# Task input:
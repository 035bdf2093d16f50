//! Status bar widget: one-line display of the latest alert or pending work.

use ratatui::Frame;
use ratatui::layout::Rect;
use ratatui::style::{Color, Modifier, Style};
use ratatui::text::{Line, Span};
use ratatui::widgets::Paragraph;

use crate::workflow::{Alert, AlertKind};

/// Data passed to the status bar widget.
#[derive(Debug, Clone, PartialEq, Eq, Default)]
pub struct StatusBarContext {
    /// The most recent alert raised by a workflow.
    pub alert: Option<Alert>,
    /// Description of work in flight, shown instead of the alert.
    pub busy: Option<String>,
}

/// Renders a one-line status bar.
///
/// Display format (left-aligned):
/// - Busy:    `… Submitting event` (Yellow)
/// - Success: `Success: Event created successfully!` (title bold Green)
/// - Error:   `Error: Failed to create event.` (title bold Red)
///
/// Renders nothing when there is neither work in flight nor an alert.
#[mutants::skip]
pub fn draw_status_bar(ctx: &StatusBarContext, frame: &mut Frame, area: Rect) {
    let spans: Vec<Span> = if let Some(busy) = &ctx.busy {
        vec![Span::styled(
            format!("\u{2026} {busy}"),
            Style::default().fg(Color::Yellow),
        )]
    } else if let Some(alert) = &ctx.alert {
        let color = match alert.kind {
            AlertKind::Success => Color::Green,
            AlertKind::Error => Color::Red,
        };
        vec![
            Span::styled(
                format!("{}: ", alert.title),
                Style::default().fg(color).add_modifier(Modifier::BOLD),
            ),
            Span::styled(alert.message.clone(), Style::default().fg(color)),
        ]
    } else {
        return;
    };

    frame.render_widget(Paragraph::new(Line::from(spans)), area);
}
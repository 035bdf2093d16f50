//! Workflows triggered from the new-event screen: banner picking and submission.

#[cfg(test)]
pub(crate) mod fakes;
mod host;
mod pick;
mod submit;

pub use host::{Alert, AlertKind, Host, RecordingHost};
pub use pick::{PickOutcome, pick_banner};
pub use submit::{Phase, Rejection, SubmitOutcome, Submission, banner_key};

...

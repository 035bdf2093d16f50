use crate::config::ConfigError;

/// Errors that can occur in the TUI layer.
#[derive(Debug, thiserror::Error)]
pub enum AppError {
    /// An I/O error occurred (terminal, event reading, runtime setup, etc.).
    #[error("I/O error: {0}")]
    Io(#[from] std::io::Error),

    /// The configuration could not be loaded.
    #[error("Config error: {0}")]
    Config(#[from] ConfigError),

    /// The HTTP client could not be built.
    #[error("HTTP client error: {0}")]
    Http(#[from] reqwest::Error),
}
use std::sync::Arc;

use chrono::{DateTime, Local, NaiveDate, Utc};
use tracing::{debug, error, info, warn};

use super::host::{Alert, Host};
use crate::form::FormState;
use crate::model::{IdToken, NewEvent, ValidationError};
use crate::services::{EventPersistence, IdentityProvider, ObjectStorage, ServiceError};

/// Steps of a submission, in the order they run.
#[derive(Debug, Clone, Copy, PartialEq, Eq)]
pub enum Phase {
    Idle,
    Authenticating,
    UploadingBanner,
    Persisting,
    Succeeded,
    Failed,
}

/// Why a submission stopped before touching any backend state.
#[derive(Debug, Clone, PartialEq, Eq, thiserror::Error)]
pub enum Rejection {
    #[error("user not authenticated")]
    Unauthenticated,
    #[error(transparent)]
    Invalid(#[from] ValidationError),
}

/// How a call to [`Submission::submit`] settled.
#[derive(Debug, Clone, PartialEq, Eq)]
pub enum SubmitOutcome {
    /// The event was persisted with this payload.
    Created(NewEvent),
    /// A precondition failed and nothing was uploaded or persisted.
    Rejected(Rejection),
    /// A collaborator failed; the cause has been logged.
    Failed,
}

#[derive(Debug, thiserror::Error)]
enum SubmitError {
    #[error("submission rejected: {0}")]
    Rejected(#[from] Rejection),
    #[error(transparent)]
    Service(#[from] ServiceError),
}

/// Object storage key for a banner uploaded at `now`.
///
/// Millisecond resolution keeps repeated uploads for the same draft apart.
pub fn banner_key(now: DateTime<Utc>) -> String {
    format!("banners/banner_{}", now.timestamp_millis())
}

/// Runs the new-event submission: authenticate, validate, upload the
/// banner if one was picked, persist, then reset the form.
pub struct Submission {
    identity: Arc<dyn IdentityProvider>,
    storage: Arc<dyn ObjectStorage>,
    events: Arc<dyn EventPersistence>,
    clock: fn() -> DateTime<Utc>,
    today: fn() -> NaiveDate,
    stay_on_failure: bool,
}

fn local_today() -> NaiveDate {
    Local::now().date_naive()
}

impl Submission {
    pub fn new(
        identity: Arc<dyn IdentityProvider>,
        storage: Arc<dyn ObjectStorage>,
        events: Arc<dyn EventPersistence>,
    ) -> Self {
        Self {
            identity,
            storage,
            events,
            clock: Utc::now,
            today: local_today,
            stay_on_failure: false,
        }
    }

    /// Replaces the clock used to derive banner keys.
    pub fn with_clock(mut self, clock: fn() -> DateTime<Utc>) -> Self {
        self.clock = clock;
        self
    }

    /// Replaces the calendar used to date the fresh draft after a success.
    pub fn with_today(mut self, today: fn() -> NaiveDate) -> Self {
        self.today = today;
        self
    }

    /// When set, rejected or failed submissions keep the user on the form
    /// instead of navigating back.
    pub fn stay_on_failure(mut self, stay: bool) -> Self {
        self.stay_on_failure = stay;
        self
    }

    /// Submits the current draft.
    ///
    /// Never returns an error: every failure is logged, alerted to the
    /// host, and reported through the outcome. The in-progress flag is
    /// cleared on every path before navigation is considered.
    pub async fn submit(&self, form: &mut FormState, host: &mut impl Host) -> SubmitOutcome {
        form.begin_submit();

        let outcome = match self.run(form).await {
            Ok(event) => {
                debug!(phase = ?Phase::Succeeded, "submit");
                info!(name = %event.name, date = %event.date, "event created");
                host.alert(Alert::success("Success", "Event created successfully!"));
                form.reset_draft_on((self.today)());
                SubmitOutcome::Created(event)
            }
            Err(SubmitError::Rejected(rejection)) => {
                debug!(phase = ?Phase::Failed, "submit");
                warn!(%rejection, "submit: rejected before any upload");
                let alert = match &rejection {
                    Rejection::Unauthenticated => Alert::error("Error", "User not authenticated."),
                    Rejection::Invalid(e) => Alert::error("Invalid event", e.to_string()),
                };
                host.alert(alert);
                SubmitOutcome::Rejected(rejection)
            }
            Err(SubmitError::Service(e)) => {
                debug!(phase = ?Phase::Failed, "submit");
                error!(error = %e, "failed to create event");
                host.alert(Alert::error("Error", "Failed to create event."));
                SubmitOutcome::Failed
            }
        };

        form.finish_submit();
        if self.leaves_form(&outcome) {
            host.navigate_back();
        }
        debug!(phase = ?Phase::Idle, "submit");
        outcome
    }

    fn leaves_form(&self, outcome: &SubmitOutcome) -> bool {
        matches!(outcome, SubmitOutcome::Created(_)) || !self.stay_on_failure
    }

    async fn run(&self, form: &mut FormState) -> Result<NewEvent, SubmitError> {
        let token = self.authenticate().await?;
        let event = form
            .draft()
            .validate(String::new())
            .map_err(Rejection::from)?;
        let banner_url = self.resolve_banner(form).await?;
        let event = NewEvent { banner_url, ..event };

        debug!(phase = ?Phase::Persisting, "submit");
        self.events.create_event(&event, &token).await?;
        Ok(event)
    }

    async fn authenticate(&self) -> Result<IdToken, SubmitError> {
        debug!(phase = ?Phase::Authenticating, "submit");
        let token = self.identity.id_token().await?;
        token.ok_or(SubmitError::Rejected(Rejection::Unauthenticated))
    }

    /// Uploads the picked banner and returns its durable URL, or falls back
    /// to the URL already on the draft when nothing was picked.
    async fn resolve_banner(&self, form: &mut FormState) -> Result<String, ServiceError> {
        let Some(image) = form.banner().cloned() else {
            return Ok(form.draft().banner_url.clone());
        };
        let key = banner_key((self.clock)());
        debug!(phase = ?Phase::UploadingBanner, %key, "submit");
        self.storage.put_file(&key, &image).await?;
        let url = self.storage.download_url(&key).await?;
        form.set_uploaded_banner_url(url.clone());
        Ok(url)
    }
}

==

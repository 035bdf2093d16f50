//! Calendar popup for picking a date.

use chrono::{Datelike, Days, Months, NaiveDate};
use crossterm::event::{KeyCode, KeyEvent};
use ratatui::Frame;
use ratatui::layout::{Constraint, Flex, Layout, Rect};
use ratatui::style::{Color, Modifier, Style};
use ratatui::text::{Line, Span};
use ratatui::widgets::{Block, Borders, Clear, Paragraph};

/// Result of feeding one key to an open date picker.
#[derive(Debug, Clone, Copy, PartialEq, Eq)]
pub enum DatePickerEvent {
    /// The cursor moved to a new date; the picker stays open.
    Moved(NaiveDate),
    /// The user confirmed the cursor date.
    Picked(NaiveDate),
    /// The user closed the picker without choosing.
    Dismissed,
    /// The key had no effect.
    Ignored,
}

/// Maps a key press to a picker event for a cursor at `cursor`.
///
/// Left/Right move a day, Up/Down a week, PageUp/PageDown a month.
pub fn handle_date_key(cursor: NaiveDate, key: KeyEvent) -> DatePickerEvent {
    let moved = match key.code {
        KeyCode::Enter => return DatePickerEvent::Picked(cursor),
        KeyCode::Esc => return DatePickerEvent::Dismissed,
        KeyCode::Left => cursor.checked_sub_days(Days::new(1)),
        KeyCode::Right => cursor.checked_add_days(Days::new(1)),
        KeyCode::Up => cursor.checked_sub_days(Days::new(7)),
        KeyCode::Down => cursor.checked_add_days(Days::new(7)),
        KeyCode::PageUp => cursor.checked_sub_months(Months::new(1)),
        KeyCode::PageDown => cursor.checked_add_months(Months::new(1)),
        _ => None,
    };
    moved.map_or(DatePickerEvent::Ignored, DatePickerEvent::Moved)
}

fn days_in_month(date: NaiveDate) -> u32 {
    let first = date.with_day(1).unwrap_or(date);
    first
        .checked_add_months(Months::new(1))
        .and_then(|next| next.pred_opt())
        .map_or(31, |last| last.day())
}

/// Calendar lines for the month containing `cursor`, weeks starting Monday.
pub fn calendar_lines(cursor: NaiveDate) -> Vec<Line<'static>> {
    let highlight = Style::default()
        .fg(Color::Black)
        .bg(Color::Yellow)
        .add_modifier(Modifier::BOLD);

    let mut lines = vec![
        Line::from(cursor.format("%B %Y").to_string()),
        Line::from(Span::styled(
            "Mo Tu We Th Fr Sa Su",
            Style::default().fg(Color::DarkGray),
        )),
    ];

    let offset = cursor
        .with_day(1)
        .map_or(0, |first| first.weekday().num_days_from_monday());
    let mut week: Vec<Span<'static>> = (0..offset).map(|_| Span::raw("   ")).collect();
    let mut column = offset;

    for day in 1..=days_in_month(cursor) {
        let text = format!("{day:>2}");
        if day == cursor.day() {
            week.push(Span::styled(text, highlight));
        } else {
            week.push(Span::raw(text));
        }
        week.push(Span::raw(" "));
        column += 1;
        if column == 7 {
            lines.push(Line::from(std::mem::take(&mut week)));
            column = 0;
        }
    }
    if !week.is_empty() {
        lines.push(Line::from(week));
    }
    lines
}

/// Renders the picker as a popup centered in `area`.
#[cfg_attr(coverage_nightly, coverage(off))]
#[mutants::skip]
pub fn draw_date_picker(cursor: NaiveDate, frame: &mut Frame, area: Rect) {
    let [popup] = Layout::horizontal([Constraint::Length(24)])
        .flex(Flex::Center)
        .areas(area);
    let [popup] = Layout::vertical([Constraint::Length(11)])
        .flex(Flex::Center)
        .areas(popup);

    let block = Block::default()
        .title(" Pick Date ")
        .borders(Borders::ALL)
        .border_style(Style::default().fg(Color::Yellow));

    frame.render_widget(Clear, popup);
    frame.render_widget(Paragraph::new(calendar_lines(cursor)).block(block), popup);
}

# The task:
Among the lines of the records, copy out each one that contains the word "KeyCode".

# Answer section:
use crossterm::event::{KeyCode, KeyEvent};
        KeyCode::Enter => return DatePickerEvent::Picked(cursor),
        KeyCode::Esc => return DatePickerEvent::Dismissed,
        KeyCode::Left => cursor.checked_sub_days(Days::new(1)),
        KeyCode::Right => cursor.checked_add_days(Days::new(1)),
        KeyCode::Up => cursor.checked_sub_days(Days::new(7)),
        KeyCode::Down => cursor.checked_add_days(Days::new(7)),
        KeyCode::PageUp => cursor.checked_sub_months(Months::new(1)),
        KeyCode::PageDown => cursor.checked_add_months(Months::new(1)),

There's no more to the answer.